__Exercise data__.
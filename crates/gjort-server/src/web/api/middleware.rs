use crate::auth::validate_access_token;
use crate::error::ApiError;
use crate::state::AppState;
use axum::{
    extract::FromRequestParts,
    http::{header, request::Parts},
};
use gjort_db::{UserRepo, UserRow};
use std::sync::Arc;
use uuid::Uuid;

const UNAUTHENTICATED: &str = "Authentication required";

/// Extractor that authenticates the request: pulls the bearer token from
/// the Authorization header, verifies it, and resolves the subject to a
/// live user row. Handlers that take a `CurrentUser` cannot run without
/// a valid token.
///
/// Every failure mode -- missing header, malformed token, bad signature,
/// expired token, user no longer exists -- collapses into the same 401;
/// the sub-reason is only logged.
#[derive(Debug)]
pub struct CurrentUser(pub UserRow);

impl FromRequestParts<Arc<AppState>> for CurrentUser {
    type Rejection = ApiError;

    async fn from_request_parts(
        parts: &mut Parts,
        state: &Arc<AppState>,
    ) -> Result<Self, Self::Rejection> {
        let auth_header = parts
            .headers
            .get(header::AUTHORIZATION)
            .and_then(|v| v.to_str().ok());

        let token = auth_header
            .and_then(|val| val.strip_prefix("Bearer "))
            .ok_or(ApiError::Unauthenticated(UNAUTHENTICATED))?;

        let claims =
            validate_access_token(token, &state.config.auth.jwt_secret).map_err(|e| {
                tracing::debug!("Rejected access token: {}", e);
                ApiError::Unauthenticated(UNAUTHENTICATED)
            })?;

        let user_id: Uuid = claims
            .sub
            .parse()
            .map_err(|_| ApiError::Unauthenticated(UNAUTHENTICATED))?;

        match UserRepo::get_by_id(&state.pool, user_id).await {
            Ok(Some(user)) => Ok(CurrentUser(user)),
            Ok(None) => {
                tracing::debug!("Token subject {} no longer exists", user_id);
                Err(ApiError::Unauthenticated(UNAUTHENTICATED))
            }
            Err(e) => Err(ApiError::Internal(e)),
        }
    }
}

* * *

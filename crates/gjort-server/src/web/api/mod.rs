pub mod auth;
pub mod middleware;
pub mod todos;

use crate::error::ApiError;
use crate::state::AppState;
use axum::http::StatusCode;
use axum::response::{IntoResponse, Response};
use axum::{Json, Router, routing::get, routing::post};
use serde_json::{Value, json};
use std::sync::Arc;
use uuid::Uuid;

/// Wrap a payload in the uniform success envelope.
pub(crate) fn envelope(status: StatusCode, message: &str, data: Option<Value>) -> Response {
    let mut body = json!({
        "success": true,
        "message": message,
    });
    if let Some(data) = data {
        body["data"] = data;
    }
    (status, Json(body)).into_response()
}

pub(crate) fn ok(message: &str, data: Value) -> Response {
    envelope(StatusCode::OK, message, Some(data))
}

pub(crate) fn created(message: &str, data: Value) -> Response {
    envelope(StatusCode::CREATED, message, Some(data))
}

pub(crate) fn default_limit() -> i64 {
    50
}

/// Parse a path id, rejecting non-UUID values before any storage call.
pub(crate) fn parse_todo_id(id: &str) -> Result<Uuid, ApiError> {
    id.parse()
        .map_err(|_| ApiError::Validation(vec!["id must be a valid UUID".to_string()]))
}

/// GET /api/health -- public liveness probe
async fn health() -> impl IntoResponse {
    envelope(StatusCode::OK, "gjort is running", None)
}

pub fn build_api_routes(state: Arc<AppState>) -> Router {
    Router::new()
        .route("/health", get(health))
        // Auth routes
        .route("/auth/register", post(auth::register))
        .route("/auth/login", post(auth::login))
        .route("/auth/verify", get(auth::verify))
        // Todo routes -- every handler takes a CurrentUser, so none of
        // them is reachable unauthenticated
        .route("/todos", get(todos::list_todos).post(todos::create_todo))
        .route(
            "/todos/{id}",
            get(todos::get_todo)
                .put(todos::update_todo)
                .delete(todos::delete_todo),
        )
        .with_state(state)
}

...

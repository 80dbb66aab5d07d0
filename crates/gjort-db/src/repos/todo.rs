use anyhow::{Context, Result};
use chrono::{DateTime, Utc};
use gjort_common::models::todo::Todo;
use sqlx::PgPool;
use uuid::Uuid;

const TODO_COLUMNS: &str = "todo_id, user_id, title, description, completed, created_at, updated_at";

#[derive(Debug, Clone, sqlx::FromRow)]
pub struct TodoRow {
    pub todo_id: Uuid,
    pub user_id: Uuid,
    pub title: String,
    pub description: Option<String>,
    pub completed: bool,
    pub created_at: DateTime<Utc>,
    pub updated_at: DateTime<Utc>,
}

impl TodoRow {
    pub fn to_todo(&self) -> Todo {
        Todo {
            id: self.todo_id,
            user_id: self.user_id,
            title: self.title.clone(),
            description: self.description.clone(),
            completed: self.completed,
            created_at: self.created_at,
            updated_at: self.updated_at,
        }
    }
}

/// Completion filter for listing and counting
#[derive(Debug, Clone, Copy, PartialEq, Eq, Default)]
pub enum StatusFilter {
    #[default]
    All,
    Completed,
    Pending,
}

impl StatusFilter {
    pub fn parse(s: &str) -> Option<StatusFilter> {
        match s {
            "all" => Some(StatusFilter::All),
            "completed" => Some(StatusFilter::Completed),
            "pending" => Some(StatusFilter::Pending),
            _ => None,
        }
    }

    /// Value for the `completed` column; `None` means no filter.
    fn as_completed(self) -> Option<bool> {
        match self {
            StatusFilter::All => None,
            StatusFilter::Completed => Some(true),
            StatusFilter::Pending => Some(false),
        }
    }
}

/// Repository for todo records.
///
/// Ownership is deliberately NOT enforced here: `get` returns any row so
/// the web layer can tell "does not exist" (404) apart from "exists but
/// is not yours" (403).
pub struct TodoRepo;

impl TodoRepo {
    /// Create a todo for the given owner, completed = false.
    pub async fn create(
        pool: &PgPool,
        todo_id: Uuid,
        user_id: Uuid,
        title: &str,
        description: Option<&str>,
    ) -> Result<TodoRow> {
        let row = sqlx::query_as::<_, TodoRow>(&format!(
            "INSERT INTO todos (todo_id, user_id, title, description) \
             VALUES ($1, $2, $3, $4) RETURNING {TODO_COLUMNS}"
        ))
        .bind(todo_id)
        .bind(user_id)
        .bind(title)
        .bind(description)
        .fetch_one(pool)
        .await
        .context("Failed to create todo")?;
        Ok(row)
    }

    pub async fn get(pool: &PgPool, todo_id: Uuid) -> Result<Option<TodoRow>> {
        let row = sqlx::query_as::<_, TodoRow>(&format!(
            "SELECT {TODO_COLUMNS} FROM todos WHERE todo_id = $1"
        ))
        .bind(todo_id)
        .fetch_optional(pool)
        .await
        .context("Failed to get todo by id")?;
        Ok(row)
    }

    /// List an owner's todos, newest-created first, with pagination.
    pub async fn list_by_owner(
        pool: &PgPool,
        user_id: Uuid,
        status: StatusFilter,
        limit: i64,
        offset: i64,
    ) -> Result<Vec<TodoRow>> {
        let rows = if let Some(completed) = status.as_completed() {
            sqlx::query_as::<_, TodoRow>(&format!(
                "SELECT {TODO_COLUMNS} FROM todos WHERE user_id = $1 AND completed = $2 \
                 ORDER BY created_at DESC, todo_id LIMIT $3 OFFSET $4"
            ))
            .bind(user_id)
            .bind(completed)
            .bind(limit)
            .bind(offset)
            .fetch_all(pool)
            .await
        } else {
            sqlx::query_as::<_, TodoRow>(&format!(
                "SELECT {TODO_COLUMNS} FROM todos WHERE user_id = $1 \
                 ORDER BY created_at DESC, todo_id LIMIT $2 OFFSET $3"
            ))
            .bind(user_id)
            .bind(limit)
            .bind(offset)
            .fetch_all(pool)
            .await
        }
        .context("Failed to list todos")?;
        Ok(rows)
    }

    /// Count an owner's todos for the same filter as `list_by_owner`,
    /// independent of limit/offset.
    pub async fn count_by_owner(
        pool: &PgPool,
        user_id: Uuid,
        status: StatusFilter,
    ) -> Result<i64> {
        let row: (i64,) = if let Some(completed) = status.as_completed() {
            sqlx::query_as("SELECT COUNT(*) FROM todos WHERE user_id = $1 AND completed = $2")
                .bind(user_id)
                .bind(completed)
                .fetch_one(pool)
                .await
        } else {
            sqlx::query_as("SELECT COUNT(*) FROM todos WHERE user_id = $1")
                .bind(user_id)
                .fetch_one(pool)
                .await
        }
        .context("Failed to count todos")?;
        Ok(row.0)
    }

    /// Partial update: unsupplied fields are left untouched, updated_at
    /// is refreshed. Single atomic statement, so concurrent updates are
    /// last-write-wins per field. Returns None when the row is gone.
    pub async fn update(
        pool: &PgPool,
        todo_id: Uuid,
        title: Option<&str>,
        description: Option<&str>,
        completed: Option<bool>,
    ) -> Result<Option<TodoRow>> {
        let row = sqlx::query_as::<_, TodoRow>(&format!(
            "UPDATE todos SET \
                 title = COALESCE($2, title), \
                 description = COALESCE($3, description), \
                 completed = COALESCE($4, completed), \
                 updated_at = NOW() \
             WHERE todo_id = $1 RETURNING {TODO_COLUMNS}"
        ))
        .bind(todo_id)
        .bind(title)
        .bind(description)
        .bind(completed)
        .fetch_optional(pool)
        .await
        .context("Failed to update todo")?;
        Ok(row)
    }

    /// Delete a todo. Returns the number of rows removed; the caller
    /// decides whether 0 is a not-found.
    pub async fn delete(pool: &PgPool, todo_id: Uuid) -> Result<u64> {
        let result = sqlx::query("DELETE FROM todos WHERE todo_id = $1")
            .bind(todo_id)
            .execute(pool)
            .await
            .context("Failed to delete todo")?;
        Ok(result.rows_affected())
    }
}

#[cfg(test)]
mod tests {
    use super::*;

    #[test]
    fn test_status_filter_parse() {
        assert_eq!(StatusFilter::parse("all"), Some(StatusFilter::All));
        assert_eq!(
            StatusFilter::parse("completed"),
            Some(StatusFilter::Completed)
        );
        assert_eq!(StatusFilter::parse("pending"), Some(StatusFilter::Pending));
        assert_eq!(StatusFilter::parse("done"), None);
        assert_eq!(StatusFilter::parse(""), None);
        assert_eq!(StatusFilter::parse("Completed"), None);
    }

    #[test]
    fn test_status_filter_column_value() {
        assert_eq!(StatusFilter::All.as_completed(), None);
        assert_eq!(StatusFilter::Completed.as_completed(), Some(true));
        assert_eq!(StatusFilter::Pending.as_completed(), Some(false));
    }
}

__How to complete this task__. Count the lines in the listing above that include the word "ApiError". Reply with the number only.

__Your solution__. 10